Professor Allen Mazur of Syracuse University, who at 5-foot-7 stands a few inches below average himself, did a study that found taller men are likely to marry more often and have more children. Mazur said one possible reason for his finding is that "taller men, by virtue of being more attractive to women, perhaps have more opportunities with women other than their wives, which leads to a breakup of marriage, which leads to a remarriage to a younger woman, which leads to another child."

Would it be fair to say from the study that it seems that taller men were hot and the shorter men were not? "That would be an inference. You could also infer that the shorter men are better husbands, and they have more long-lasting marriages," Mazur said.

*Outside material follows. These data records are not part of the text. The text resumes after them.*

#[cfg(test)]
mod tests {
    use super::*;
    use crate::domain::{OrderIntent, Signal, Urgency, VenueId};
    use rust_decimal_macros::dec;

    fn ledger() -> PositionLedger {
        PositionLedger::new(
            RiskConfig {
                daily_loss_limit: dec!(100),
                max_open_positions: 5,
                loss_streak_threshold: 2,
                cooldown_minutes: 30,
                strategy_allocations: HashMap::new(),
                default_allocation: dec!(1000),
            },
            PositionConfig {
                stop_loss_pct: dec!(0.15),
                take_profit_pct: dec!(0.30),
                max_hold_minutes: 60,
                exit_fee_estimate: dec!(0),
            },
            EventBus::new(64),
            MetricsRecorder::default(),
        )
    }

    fn order(notional: Decimal) -> Order {
        let signal = Signal::new(
            "surge",
            InstrumentId::new("mint-1"),
            dec!(0.8),
            Urgency::Normal,
        );
        Order::from_intent(OrderIntent::new(signal, "momentum", notional, dec!(0.01)))
    }

    fn fill(price: Decimal, quantity: Decimal) -> Fill {
        Fill::new(
            "sig-1",
            VenueId::new("jup"),
            InstrumentId::new("mint-1"),
            price,
            quantity,
            dec!(0),
        )
    }

    #[test]
    fn fill_opens_position_with_derived_exits() {
        let ledger = ledger();
        let now = Utc::now();
        let id = ledger.on_fill(&order(dec!(100)), &fill(dec!(1.00), dec!(100)), now);

        assert_eq!(ledger.open_count(), 1);
        let (stop, take) = ledger
            .with_position(id, |p| (p.stop_loss(), p.take_profit()))
            .unwrap();
        assert_eq!(stop, dec!(0.8500));
        assert_eq!(take, dec!(1.3000));
    }

    #[test]
    fn tick_above_stop_only_marks() {
        let ledger = ledger();
        let now = Utc::now();
        let instrument = InstrumentId::new("mint-1");
        let id = ledger.on_fill(&order(dec!(100)), &fill(dec!(1.00), dec!(100)), now);

        let closed = ledger.on_tick(&instrument, dec!(0.95), now);
        assert!(closed.is_empty());
        let unrealized = ledger.with_position(id, Position::unrealized_pnl).unwrap();
        assert_eq!(unrealized, dec!(-5.00));
    }

    #[test]
    fn stop_loss_tick_closes_at_observed_price() {
        let ledger = ledger();
        let now = Utc::now();
        let instrument = InstrumentId::new("mint-1");
        ledger.on_fill(&order(dec!(100)), &fill(dec!(1.00), dec!(100)), now);

        // 0.95 stays above the 0.85 stop, 0.84 crosses it.
        assert!(ledger.on_tick(&instrument, dec!(0.95), now).is_empty());
        let closed = ledger.on_tick(&instrument, dec!(0.84), now);

        assert_eq!(closed.len(), 1);
        assert_eq!(closed[0].reason, CloseReason::StopLoss);
        assert_eq!(closed[0].realized_pnl, dec!(-16.00));
        assert_eq!(ledger.open_count(), 0);
        assert_eq!(ledger.daily_pnl(), dec!(-16.00));
    }

    #[test]
    fn take_profit_tick_closes() {
        let ledger = ledger();
        let now = Utc::now();
        let instrument = InstrumentId::new("mint-1");
        ledger.on_fill(&order(dec!(100)), &fill(dec!(1.00), dec!(100)), now);

        let closed = ledger.on_tick(&instrument, dec!(1.31), now);
        assert_eq!(closed[0].reason, CloseReason::TakeProfit);
        assert_eq!(closed[0].realized_pnl, dec!(31.00));
    }

    #[test]
    fn max_hold_expiry_forces_close() {
        let ledger = ledger();
        let now = Utc::now();
        let instrument = InstrumentId::new("mint-1");
        ledger.on_fill(&order(dec!(100)), &fill(dec!(1.00), dec!(100)), now);

        let later = now + Duration::minutes(61);
        let closed = ledger.on_tick(&instrument, dec!(1.05), later);
        assert_eq!(closed[0].reason, CloseReason::MaxHold);
    }

    #[test]
    fn loss_streak_arms_cooldown_and_gate_rejects() {
        let ledger = ledger();
        let now = Utc::now();
        let instrument = InstrumentId::new("mint-1");

        for _ in 0..2 {
            ledger.on_fill(&order(dec!(100)), &fill(dec!(1.00), dec!(100)), now);
            ledger.on_tick(&instrument, dec!(0.84), now);
        }

        let signal = Signal::new("surge", instrument, dec!(0.9), Urgency::Normal);
        let intent = OrderIntent::new(signal, "momentum", dec!(50), dec!(0.01));
        let result = ledger.check_intent(&intent, now);
        assert!(!result.is_approved());
        assert!(matches!(
            result.reasons()[0],
            crate::error::RiskError::CooldownActive { .. }
        ));
    }

    #[test]
    fn close_releases_strategy_allocation() {
        let ledger = ledger();
        let now = Utc::now();
        let instrument = InstrumentId::new("mint-1");
        ledger.on_fill(&order(dec!(900)), &fill(dec!(1.00), dec!(100)), now);

        // 900 of the 1000 default allocation is reserved.
        let signal = Signal::new("surge", instrument.clone(), dec!(0.9), Urgency::Normal);
        let intent = OrderIntent::new(signal, "momentum", dec!(200), dec!(0.01));
        assert!(!ledger.check_intent(&intent, now).is_approved());

        ledger.on_tick(&instrument, dec!(1.31), now);
        assert!(ledger.check_intent(&intent, now).is_approved());
    }

    #[test]
    fn manual_close_returns_realized() {
        let ledger = ledger();
        let now = Utc::now();
        let id = ledger.on_fill(&order(dec!(100)), &fill(dec!(1.00), dec!(100)), now);

        let realized = ledger.close_manual(id, dec!(1.10), now);
        assert_eq!(realized, Some(dec!(10.00)));
        assert_eq!(ledger.close_manual(id, dec!(1.10), now), None);
    }

    #[test]
    fn snapshot_round_trip_preserves_state() {
        let dir = tempfile::tempdir().unwrap();
        let store = SnapshotStore::new(dir.path().join("ledger.json"));
        let ledger = ledger();
        let now = Utc::now();
        let instrument = InstrumentId::new("mint-1");
        ledger.on_fill(&order(dec!(100)), &fill(dec!(1.00), dec!(100)), now);
        ledger.on_tick(&instrument, dec!(0.84), now);
        ledger.on_fill(&order(dec!(100)), &fill(dec!(2.00), dec!(50)), now);
        ledger.persist(&store).unwrap();

        let restored = store.load().unwrap().unwrap();
        assert_eq!(restored.book.open_count(), 1);
        assert_eq!(restored.risk.daily_pnl(), dec!(-16.00));
        assert_eq!(restored.attributions.len(), 1);
    }

    #[test]
    fn load_missing_snapshot_is_none() {
        let dir = tempfile::tempdir().unwrap();
        let store = SnapshotStore::new(dir.path().join("missing.json"));
        assert!(store.load().unwrap().is_none());
    }

    #[test]
    fn corrupt_snapshot_surfaces_a_snapshot_error() {
        let dir = tempfile::tempdir().unwrap();
        let path = dir.path().join("ledger.json");
        std::fs::write(&path, b"not json").unwrap();

        match SnapshotStore::new(path).load() {
            Err(Error::Snapshot(message)) => assert!(message.contains("ledger.json")),
            Err(_) => panic!("wrong error variant"),
            Ok(_) => panic!("parsed a corrupt snapshot"),
        }
    }
}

2. Do Blondes Have More Fun?

From Mae West to Marilyn Monroe to Farrah Fawcett to Pamela Lee Anderson, blondes have embodied the notion of the sex symbol. But it was a Clairol hair color advertisement that raised the big question: Do blondes really have more fun?

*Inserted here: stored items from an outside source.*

//! Connection pool, heartbeat, and reconnection configuration.

use serde::Deserialize;

/// Stream reconnection configuration.
#[derive(Debug, Clone, Deserialize)]
pub struct ReconnectionConfig {
    /// Initial delay before the first reconnection attempt (milliseconds).
    #[serde(default = "default_initial_delay_ms")]
    pub initial_delay_ms: u64,
    /// Maximum delay between reconnection attempts (milliseconds).
    #[serde(default = "default_max_delay_ms")]
    pub max_delay_ms: u64,
    /// Multiplier applied to the delay after each failed attempt.
    #[serde(default = "default_backoff_multiplier")]
    pub backoff_multiplier: f64,
    /// Random jitter added to each delay, as a fraction of the delay
    /// (0.25 = up to 25% extra).
    #[serde(default = "default_jitter_ratio")]
    pub jitter_ratio: f64,
    /// Consecutive failed attempts before the worker gives up and reports
    /// the connection as failed.
    #[serde(default = "default_max_attempts")]
    pub max_attempts: u32,
}

fn default_initial_delay_ms() -> u64 {
    500
}

fn default_max_delay_ms() -> u64 {
    30_000
}

fn default_backoff_multiplier() -> f64 {
    2.0
}

fn default_jitter_ratio() -> f64 {
    0.25
}

fn default_max_attempts() -> u32 {
    10
}

impl Default for ReconnectionConfig {
    fn default() -> Self {
        Self {
            initial_delay_ms: default_initial_delay_ms(),
            max_delay_ms: default_max_delay_ms(),
            backoff_multiplier: default_backoff_multiplier(),
            jitter_ratio: default_jitter_ratio(),
            max_attempts: default_max_attempts(),
        }
    }
}

/// Connection pool configuration.
///
/// One physical connection is held per URL and shared by all subscribers
/// to that URL; these settings control heartbeating and channel sizing.
#[derive(Debug, Clone, Deserialize)]
pub struct PoolConfig {
    /// Interval between heartbeat pings (milliseconds).
    #[serde(default = "default_heartbeat_interval_ms")]
    pub heartbeat_interval_ms: u64,
    /// Time to wait for a pong before forcing a reconnect (milliseconds).
    #[serde(default = "default_pong_timeout_ms")]
    pub pong_timeout_ms: u64,
    /// Inbound fan-out channel capacity per connection (bounded to keep a
    /// slow subscriber from growing memory without limit).
    #[serde(default = "default_channel_capacity")]
    pub channel_capacity: usize,
    /// Outbound frame queue capacity per connection.
    #[serde(default = "default_outbound_capacity")]
    pub outbound_capacity: usize,
}

const fn default_heartbeat_interval_ms() -> u64 {
    15_000
}

const fn default_pong_timeout_ms() -> u64 {
    5_000
}

const fn default_channel_capacity() -> usize {
    4_096
}

const fn default_outbound_capacity() -> usize {
    256
}

impl Default for PoolConfig {
    fn default() -> Self {
        Self {
            heartbeat_interval_ms: default_heartbeat_interval_ms(),
            pong_timeout_ms: default_pong_timeout_ms(),
            channel_capacity: default_channel_capacity(),
            outbound_capacity: default_outbound_capacity(),
        }
    }
}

Do they? 20/20 hired two actors to go platinum to find out, and came up with a very unscientific test using hidden cameras.

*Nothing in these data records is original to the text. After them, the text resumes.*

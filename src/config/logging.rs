//! Logging configuration and initialization.

use serde::Deserialize;
use tracing_subscriber::{fmt, EnvFilter};

/// Logging configuration.
#[derive(Debug, Clone, Deserialize)]
pub struct LoggingConfig {
    /// Default filter directive when `RUST_LOG` is unset (e.g. "info").
    #[serde(default = "default_level")]
    pub level: String,
    /// Output format: "json" or "pretty".
    #[serde(default = "default_format")]
    pub format: String,
}

fn default_level() -> String {
    "info".into()
}

fn default_format() -> String {
    "pretty".into()
}

impl LoggingConfig {
    /// Initialize the tracing subscriber with this logging configuration.
    ///
    /// `RUST_LOG` takes precedence over the configured level.
    pub fn init(&self) {
        let filter =
            EnvFilter::try_from_default_env().unwrap_or_else(|_| EnvFilter::new(&self.level));

        match self.format.as_str() {
            "json" => {
                fmt().json().with_env_filter(filter).init();
            }
            _ => {
                fmt().with_env_filter(filter).init();
            }
        }
    }
}

impl Default for LoggingConfig {
    fn default() -> Self {
        Self {
            level: default_level(),
            format: default_format(),
        }
    }
}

Actress Diedre Lorenz found lots of people willing to help a fair-haired maiden in distress. Some went beyond the call of duty, offering their phone numbers and to take her out for a drink.

Lorenz said she doesn't typically get the sort of attention that she received with her blond tresses.

What about a platinum-haired man? Actor Jake Mayers gave it a shot and said he felt "sexier, and I do feel more attractive."

While surveys say blondes are often perceived as "ditzy" but "glamorous," brunettes are seen as "competent" and "trustworthy."

Posing as a dark-haired tourist, Jake felt he got less action but more respect.

As a brunette, Deirdre felt invisible. She got dramatically less attention than she did with her blond hair.

"Men basically were throwing their phone numbers, begging me for my phone number, wanted to take me out sightseeing, take me for drinks," she said. "Today, not an offer. Literally, I did not have an offer."

If it's any consolation, studies show women are nicer to brunettes.

Research shows men are twice as likely to help someone out if she's a blonde. Our experiment found blondes certainly turn more heads, and that may be the fun a lot of people are looking for.

But our testers say fun, like beauty, is in the eye of the beholder.

"If you want a lot of glances, blondes. If you want something deeper, perhaps brunettes," Lorenz said.

And Mayers? As a blond he felt attractive and sexy, as a brunet he said he "felt real."

3. If You Talk to Kids About Sex, Will It Make Them Want to Have Sex?

It's logical for parents to think that if they bring up to the topic of sex with their kids, their kids will think, "Oh, I guess it's time for us to do it!"

How do we explain intercourse, unwanted pregnancies and the risk of sexually transmitted disease to kids? The old conversation about birds and bees just doesn't cut it today.

There used to be so much ignorance about sex. Back in the 1800s even experts said eating spicy foods would lead kids to have sex.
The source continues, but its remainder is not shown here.